Les milles et une merveilles de Kyoto

Les « machiya » de Kyoto : des maisons ingénieuses qui font appel aux cinq sens

Culture Architecture

Dans les machiya, ou maisons traditionnelles de Kyoto, tout est pensé tant sur le fond que sur la forme. Ces bâtisses traditionnelles à l’aspect élégant et raffiné ont également mis l’accent sur le confort. Elles regorgent par ailleurs de mille et une idées ingénieuses pour contrôler la température et l’humidité et même résister aux tremblements de terre. En clair, les machiya sont un concentré des nombreuses innovations que les architectes de l’ancienne capitale ont développées au cours des siècles.

Un lieu de « retraite » en pleine ville

Leur façade étroite et leurs intérieurs eux aussi étroits et tout en profondeur valent souvent aux machiya de Kyoto le surnom de unagi no nedoko (littéralement, « nid d’anguille »).

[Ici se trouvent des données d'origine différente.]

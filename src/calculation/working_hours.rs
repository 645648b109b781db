//! Time accounting: converting one day's clock times into working hours.
//!
//! This is the leaf of the calculation stack. It is a pure function of the
//! clock-in/out times, the break minutes, and the client's rounding policy.

use chrono::{NaiveTime, Timelike};
use rust_decimal::Decimal;

use crate::config::RoundingPolicy;
use crate::models::BreakMinutes;

/// Computes the working hours for one day.
///
/// The algorithm:
///
/// 1. Convert clock-in/out to minute-of-day integers. A clock-out earlier
///    than the clock-in means the shift crossed midnight, so a full day is
///    added to the clock-out.
/// 2. Subtract the break minutes and divide by 60.
/// 3. Round to the policy's unit grid.
/// 4. Clamp at zero (breaks can exceed a short shift).
///
/// A missing clock-in or clock-out yields zero; no partial computation is
/// attempted.
///
/// # Examples
///
/// ```
/// use attendance_engine::calculation::actual_working_hours;
/// use attendance_engine::config::RoundingPolicy;
/// use attendance_engine::models::BreakMinutes;
/// use chrono::NaiveTime;
/// use rust_decimal::Decimal;
///
/// let hours = actual_working_hours(
///     NaiveTime::from_hms_opt(9, 0, 0),
///     NaiveTime::from_hms_opt(18, 0, 0),
///     &BreakMinutes { lunch: 60, evening: 0, other: 0 },
///     &RoundingPolicy::default(),
/// );
/// assert_eq!(hours, Decimal::new(8, 0)); // 8.0 hours
/// ```
pub fn actual_working_hours(
    clock_in: Option<NaiveTime>,
    clock_out: Option<NaiveTime>,
    breaks: &BreakMinutes,
    policy: &RoundingPolicy,
) -> Decimal {
    let (Some(clock_in), Some(clock_out)) = (clock_in, clock_out) else {
        return Decimal::ZERO;
    };

    let start = minute_of_day(clock_in);
    let mut end = minute_of_day(clock_out);

    // Shift crossing midnight
    if end < start {
        end += 24 * 60;
    }

    let raw_minutes = end - start - i64::from(breaks.total());
    let raw_hours = Decimal::from(raw_minutes) / Decimal::from(60u32);
    let rounded = policy.round(raw_hours);

    rounded.max(Decimal::ZERO)
}

fn minute_of_day(time: NaiveTime) -> i64 {
    i64::from(time.hour()) * 60 + i64::from(time.minute())
}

Ce style a évolué pendant l’époque d’Edo, les taxes foncières étaient alors prélevées en fonction de la largeur de la façade du bâtiment.

À Kyoto, une machiya reconnaissable à sa façade étroite et ses couloirs profonds et minces.
À Kyoto, une machiya reconnaissable à sa façade étroite et ses couloirs profonds et minces.

Le côté de la façade donnant sur la rue était le point d’entrée en contact avec la société ; l’arrière du bâtiment, avec sa cour intérieure, permettait une communion avec la nature. « Le temps s’écoule différemment selon que l’on se trouve côté rue ou à l’arrière de la maison », explique Matsui Kaoru. Dans la boutique, il y a des règles et des délais à respecter, mais tout autour de la cour, rien de tout cela ; vous devenez maître du temps. « Allez et venez entre les deux zones et vous verrez à quel point l’environnement naturel est fondamental pour le fonctionnement de la société humaine ».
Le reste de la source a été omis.